Parent topic: Autonomous Database Supplied Package Reference
Prerequisites
As a developer, you can use DBMS_CLOUD procedures with Autonomous Databases deployed on Oracle Public Cloud or Exadata Cloud@Customer.
Depending on the deployment choice, the following prerequisites must be met to use the DBMS_CLOUD procedures with Amazon S3, Azure Blob Storage, and Google Cloud Storage service providers.
- Create a NAT gateway in the Virtual Cloud Network (VCN) where your Autonomous Database resources reside by following the instructions in Create a NAT Gateway in Oracle Cloud Infrastructure Documentation.
- After creating the NAT gateway, add a route rule and an egress security rule to each subnet (in the VCN) where Autonomous Database resources reside so that these resources can use the gateway to obtain a public key from your Azure AD instance:
- Go to the Subnet Details page for the subnet.
- In the Subnet Information tab, click the name of the subnet's Route Table to display its Route Table Details page.
- In the table of existing Route Rules, check whether there is already a rule with the following characteristics:
- Destination: 0.0.0.0/0
- Target Type: NAT Gateway
- Target: The name of the NAT gateway you just created in the VCN
If such a rule does not exist, click Add Route Rules and add a route rule with these characteristics.
- Return to the Subnet Details page for the subnet.
- In the subnet's Security Lists table, click the name of the subnet's security list to display its Security List Details page.
- In the side menu, under Resources, click Egress Rules.
- In the table of existing Egress Rules, check whether there is already a rule with the following characteristics:
- Destination Type: CIDR
- Destination: 0.0.0.0/0
- IP Protocol: TCP
- Source Port Range: 443
- Destination Port Range: All
If such a rule does not exist, click Add Egress Rules and add an egress rule with these characteristics.
The HTTP Proxy settings in your environment must allow the database to access the cloud service provider.

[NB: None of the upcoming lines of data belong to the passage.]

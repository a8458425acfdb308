//! In-memory `StorageBackend`, used by the integration tests and the CLI.
//!
//! The main-track cascade here is a fixture policy: main-layer blocks are kept
//! in start order and re-packed back to back from time 0 after every cascade
//! operation. Real storage may cascade differently; the engines do not depend
//! on this behavior.

use std::sync::atomic::{AtomicBool, AtomicUsize, Ordering};
use std::sync::{Arc, RwLock, RwLockReadGuard, RwLockWriteGuard};

use log::debug;
use serde::{Deserialize, Serialize};
use uuid::Uuid;

use super::backend::StorageBackend;
use crate::error::LibraryError;
use crate::model::{
    Block, BlockPatch, BlockSpec, Keyframe, KeyframePatch, KeyframeSpec, Layer, LayerSpec,
};

/// Serializable dump of one scene's storage.
#[derive(Serialize, Deserialize, Clone, Default, PartialEq, Debug)]
pub struct SceneSnapshot {
    pub scene_id: Uuid,
    #[serde(default)]
    pub layers: Vec<Layer>,
    #[serde(default)]
    pub blocks: Vec<Block>,
    #[serde(default)]
    pub keyframes: Vec<Keyframe>,
}

#[derive(Default, Debug)]
struct Store {
    layers: Vec<Layer>,
    blocks: Vec<Block>,
    keyframes: Vec<Keyframe>,
}

impl Store {
    fn layer(&self, layer_id: Uuid) -> Result<&Layer, LibraryError> {
        self.layers
            .iter()
            .find(|l| l.id == layer_id)
            .ok_or(LibraryError::LayerNotFound(layer_id))
    }

    fn block_mut(&mut self, block_id: Uuid) -> Result<&mut Block, LibraryError> {
        self.blocks
            .iter_mut()
            .find(|b| b.id == block_id)
            .ok_or(LibraryError::BlockNotFound(block_id))
    }

    fn main_layer_id(&self, scene_id: Uuid) -> Result<Uuid, LibraryError> {
        self.layers
            .iter()
            .find(|l| l.scene_id == scene_id && l.is_main)
            .map(|l| l.id)
            .ok_or_else(|| LibraryError::Storage(format!("Scene {} has no main layer", scene_id)))
    }

    /// Main-layer blocks in start order, optionally leaving one out.
    fn main_order(&self, main_id: Uuid, exclude: Option<Uuid>) -> Vec<Uuid> {
        let mut blocks: Vec<&Block> = self
            .blocks
            .iter()
            .filter(|b| b.layer_id == main_id && Some(b.id) != exclude)
            .collect();
        blocks.sort_by(|a, b| a.start_time.total_cmp(&b.start_time));
        blocks.into_iter().map(|b| b.id).collect()
    }

    /// Position in `order` for something dropped at `insert_at`: before the
    /// first block whose midpoint lies after the drop time.
    fn insertion_index(&self, order: &[Uuid], insert_at: f64) -> usize {
        order
            .iter()
            .position(|id| {
                self.blocks
                    .iter()
                    .find(|b| b.id == *id)
                    .is_some_and(|b| (b.start_time + b.end_time) / 2.0 > insert_at)
            })
            .unwrap_or(order.len())
    }

    fn repack(&mut self, order: &[Uuid]) {
        let mut cursor = 0.0;
        for id in order {
            if let Some(block) = self.blocks.iter_mut().find(|b| b.id == *id) {
                let duration = block.duration();
                block.start_time = cursor;
                block.end_time = cursor + duration;
                cursor = block.end_time;
            }
        }
    }
}

pub struct InMemoryBackend {
    store: Arc<RwLock<Store>>,
    cascade_supported: bool,
    fail_writes: AtomicBool,
    write_count: AtomicUsize,
    rejected_count: AtomicUsize,
}

impl Default for InMemoryBackend {
    fn default() -> Self {
        Self::new()
    }
}

impl InMemoryBackend {
    pub fn new() -> Self {
        Self {
            store: Arc::new(RwLock::new(Store::default())),
            cascade_supported: true,
            fail_writes: AtomicBool::new(false),
            write_count: AtomicUsize::new(0),
            rejected_count: AtomicUsize::new(0),
        }
    }

    /// A backend whose main-track cascade operations are absent.
    pub fn without_cascade() -> Self {
        Self {
            cascade_supported: false,
            ..Self::new()
        }
    }

    pub fn from_snapshot(snapshot: SceneSnapshot) -> Self {
        let backend = Self::new();
        if let Ok(mut store) = backend.store.write() {
            store.layers = snapshot.layers;
            store.blocks = snapshot.blocks;
            store.keyframes = snapshot.keyframes;
        }
        backend
    }

    pub fn snapshot(&self, scene_id: Uuid) -> Result<SceneSnapshot, LibraryError> {
        let store = self.read_store()?;
        let layers: Vec<Layer> = store
            .layers
            .iter()
            .filter(|l| l.scene_id == scene_id)
            .cloned()
            .collect();
        let blocks: Vec<Block> = store
            .blocks
            .iter()
            .filter(|b| layers.iter().any(|l| l.id == b.layer_id))
            .cloned()
            .collect();
        let keyframes = store
            .keyframes
            .iter()
            .filter(|k| blocks.iter().any(|b| b.id == k.block_id))
            .cloned()
            .collect();
        Ok(SceneSnapshot {
            scene_id,
            layers,
            blocks,
            keyframes,
        })
    }

    /// Makes every subsequent write fail until switched off again.
    pub fn set_fail_writes(&self, fail: bool) {
        self.fail_writes.store(fail, Ordering::SeqCst);
    }

    /// Number of write calls that reached the store.
    pub fn write_count(&self) -> usize {
        self.write_count.load(Ordering::SeqCst)
    }

    /// Number of write calls turned away by `set_fail_writes`.
    pub fn rejected_count(&self) -> usize {
        self.rejected_count.load(Ordering::SeqCst)
    }

    pub fn block(&self, block_id: Uuid) -> Option<Block> {
        self.read_store()
            .ok()?
            .blocks
            .iter()
            .find(|b| b.id == block_id)
            .cloned()
    }

    fn read_store(&self) -> Result<RwLockReadGuard<'_, Store>, LibraryError> {
        self.store
            .read()
            .map_err(|_| LibraryError::Runtime("Lock Poisoned".to_string()))
    }

    fn write_store(&self) -> Result<RwLockWriteGuard<'_, Store>, LibraryError> {
        if self.fail_writes.load(Ordering::SeqCst) {
            self.rejected_count.fetch_add(1, Ordering::SeqCst);
            return Err(LibraryError::Storage("write rejected".to_string()));
        }
        self.write_count.fetch_add(1, Ordering::SeqCst);
        self.store
            .write()
            .map_err(|_| LibraryError::Runtime("Lock Poisoned".to_string()))
    }

    fn require_cascade(&self, name: &'static str) -> Result<(), LibraryError> {
        if self.cascade_supported {
            Ok(())
        } else {
            Err(LibraryError::CapabilityMissing(name))
        }
    }
}

impl StorageBackend for InMemoryBackend {
    fn get_layers(&self, scene_id: Uuid) -> Result<Vec<Layer>, LibraryError> {
        let store = self.read_store()?;
        Ok(store
            .layers
            .iter()
            .filter(|l| l.scene_id == scene_id)
            .cloned()
            .collect())
    }

    fn get_blocks(&self, layer_id: Uuid) -> Result<Vec<Block>, LibraryError> {
        let store = self.read_store()?;
        store.layer(layer_id)?;
        Ok(store
            .blocks
            .iter()
            .filter(|b| b.layer_id == layer_id)
            .cloned()
            .collect())
    }

    fn create_block(&self, layer_id: Uuid, spec: &BlockSpec) -> Result<Block, LibraryError> {
        spec.validate()?;
        let mut store = self.write_store()?;
        store.layer(layer_id)?;
        let block = Block::from_spec(layer_id, spec);
        store.blocks.push(block.clone());
        debug!("Created block {} on layer {}", block.id, layer_id);
        Ok(block)
    }

    fn update_block(&self, block_id: Uuid, patch: &BlockPatch) -> Result<(), LibraryError> {
        let mut store = self.write_store()?;
        if let Some(layer_id) = patch.layer_id {
            store.layer(layer_id)?;
        }
        let block = store.block_mut(block_id)?;
        patch.apply_to(block);
        Ok(())
    }

    fn insert_block_at_main_track(
        &self,
        scene_id: Uuid,
        spec: &BlockSpec,
        insert_at: f64,
    ) -> Result<Block, LibraryError> {
        self.require_cascade("insert_block_at_main_track")?;
        spec.validate()?;
        let mut store = self.write_store()?;
        let main_id = store.main_layer_id(scene_id)?;
        let mut order = store.main_order(main_id, None);
        let index = store.insertion_index(&order, insert_at);

        let block = Block::from_spec(main_id, spec);
        let id = block.id;
        store.blocks.push(block);
        order.insert(index, id);
        store.repack(&order);
        debug!("Inserted block {} into main track at slot {}", id, index);

        store
            .blocks
            .iter()
            .find(|b| b.id == id)
            .cloned()
            .ok_or(LibraryError::BlockNotFound(id))
    }

    fn move_block_to_main_track(
        &self,
        scene_id: Uuid,
        block_id: Uuid,
        insert_at: f64,
    ) -> Result<(), LibraryError> {
        self.require_cascade("move_block_to_main_track")?;
        let mut store = self.write_store()?;
        let main_id = store.main_layer_id(scene_id)?;
        let source_layer = store.block_mut(block_id)?.layer_id;

        let mut order = store.main_order(main_id, Some(block_id));
        let index = store.insertion_index(&order, insert_at);
        store.block_mut(block_id)?.layer_id = main_id;
        order.insert(index, block_id);
        store.repack(&order);
        debug!(
            "Moved block {} from layer {} into main track at slot {}",
            block_id, source_layer, index
        );
        Ok(())
    }

    fn resize_block_with_cascade(
        &self,
        block_id: Uuid,
        new_end_time: f64,
    ) -> Result<(), LibraryError> {
        self.require_cascade("resize_block_with_cascade")?;
        let mut store = self.write_store()?;
        let block = store.block_mut(block_id)?;
        if !(new_end_time > block.start_time) {
            return Err(LibraryError::InvalidArgument(format!(
                "end {} must be after start {}",
                new_end_time, block.start_time
            )));
        }
        block.end_time = new_end_time;
        let layer_id = block.layer_id;
        let order = store.main_order(layer_id, None);
        store.repack(&order);
        Ok(())
    }

    fn create_layer(&self, scene_id: Uuid, spec: &LayerSpec) -> Result<Layer, LibraryError> {
        let mut store = self.write_store()?;
        if spec.is_main && store.main_layer_id(scene_id).is_ok() {
            return Err(LibraryError::Storage(format!(
                "Scene {} already has a main layer",
                scene_id
            )));
        }
        let layer = Layer::new(scene_id, spec);
        store.layers.push(layer.clone());
        debug!("Created layer {} at z {}", layer.id, spec.z_index);
        Ok(layer)
    }

    fn delete_layer(&self, layer_id: Uuid) -> Result<(), LibraryError> {
        let mut store = self.write_store()?;
        store.layer(layer_id)?;
        store.layers.retain(|l| l.id != layer_id);
        let removed: Vec<Uuid> = store
            .blocks
            .iter()
            .filter(|b| b.layer_id == layer_id)
            .map(|b| b.id)
            .collect();
        store.blocks.retain(|b| b.layer_id != layer_id);
        store.keyframes.retain(|k| !removed.contains(&k.block_id));
        Ok(())
    }

    fn get_keyframes(&self, block_id: Uuid) -> Result<Vec<Keyframe>, LibraryError> {
        let store = self.read_store()?;
        Ok(store
            .keyframes
            .iter()
            .filter(|k| k.block_id == block_id)
            .cloned()
            .collect())
    }

    fn create_keyframe(&self, spec: &KeyframeSpec) -> Result<Keyframe, LibraryError> {
        let mut store = self.write_store()?;
        store.block_mut(spec.block_id)?;
        let keyframe = Keyframe::from_spec(spec);
        store.keyframes.push(keyframe.clone());
        Ok(keyframe)
    }

    fn update_keyframe(
        &self,
        keyframe_id: Uuid,
        patch: &KeyframePatch,
    ) -> Result<(), LibraryError> {
        let mut store = self.write_store()?;
        let keyframe = store
            .keyframes
            .iter_mut()
            .find(|k| k.id == keyframe_id)
            .ok_or(LibraryError::KeyframeNotFound(keyframe_id))?;
        patch.apply_to(keyframe)
    }
}

#[cfg(test)]
mod tests {
    use super::*;

    fn scene_with_main() -> (InMemoryBackend, Uuid, Layer) {
        let backend = InMemoryBackend::new();
        let scene_id = Uuid::new_v4();
        let main = backend.create_layer(scene_id, &LayerSpec::main()).unwrap();
        (backend, scene_id, main)
    }

    fn spans(backend: &InMemoryBackend, layer_id: Uuid) -> Vec<(f64, f64)> {
        let mut blocks = backend.get_blocks(layer_id).unwrap();
        blocks.sort_by(|a, b| a.start_time.total_cmp(&b.start_time));
        blocks.iter().map(|b| (b.start_time, b.end_time)).collect()
    }

    #[test]
    fn main_track_insert_keeps_blocks_contiguous() {
        let (backend, scene_id, main) = scene_with_main();
        backend
            .insert_block_at_main_track(scene_id, &BlockSpec::new(None, 0.0, 4.0), 0.0)
            .unwrap();
        backend
            .insert_block_at_main_track(scene_id, &BlockSpec::new(None, 0.0, 3.0), 10.0)
            .unwrap();
        backend
            .insert_block_at_main_track(scene_id, &BlockSpec::new(None, 0.0, 1.0), 1.0)
            .unwrap();
        assert_eq!(spans(&backend, main.id), vec![(0.0, 1.0), (1.0, 5.0), (5.0, 8.0)]);
    }

    #[test]
    fn second_main_layer_is_refused() {
        let (backend, scene_id, _) = scene_with_main();
        assert!(backend.create_layer(scene_id, &LayerSpec::main()).is_err());
    }

    #[test]
    fn cascade_capability_can_be_absent() {
        let backend = InMemoryBackend::without_cascade();
        let err = backend
            .resize_block_with_cascade(Uuid::new_v4(), 3.0)
            .unwrap_err();
        assert!(err.is_capability_missing());
    }

    #[test]
    fn deleting_layer_removes_blocks_and_keyframes() {
        let (backend, scene_id, _) = scene_with_main();
        let layer = backend
            .create_layer(scene_id, &LayerSpec::overlay(1.0, Default::default()))
            .unwrap();
        let block = backend
            .create_block(layer.id, &BlockSpec::new(None, 0.0, 2.0))
            .unwrap();
        backend
            .create_keyframe(&KeyframeSpec {
                block_id: block.id,
                time: 1.0,
                value: crate::model::KeyframeValue::Rotation(5.0),
            })
            .unwrap();
        backend.delete_layer(layer.id).unwrap();
        assert!(backend.block(block.id).is_none());
        assert!(backend.get_keyframes(block.id).unwrap().is_empty());
    }

    #[test]
    fn failing_writes_leave_store_untouched() {
        let (backend, _, main) = scene_with_main();
        backend.set_fail_writes(true);
        assert!(backend.create_block(main.id, &BlockSpec::new(None, 0.0, 1.0)).is_err());
        backend.set_fail_writes(false);
        assert!(backend.get_blocks(main.id).unwrap().is_empty());
    }
}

The network configuration including the HTTP Proxy can only be edited until the Exadata Infrastructure is in Requires Activation state. Once it is activated, you cannot edit those settings.
Setting up an HTTP Proxy for an already provisioned Exadata Infrastructure needs a Service Request (SR) in My Oracle Support. See Create a Service Request in My Oracle Support for details.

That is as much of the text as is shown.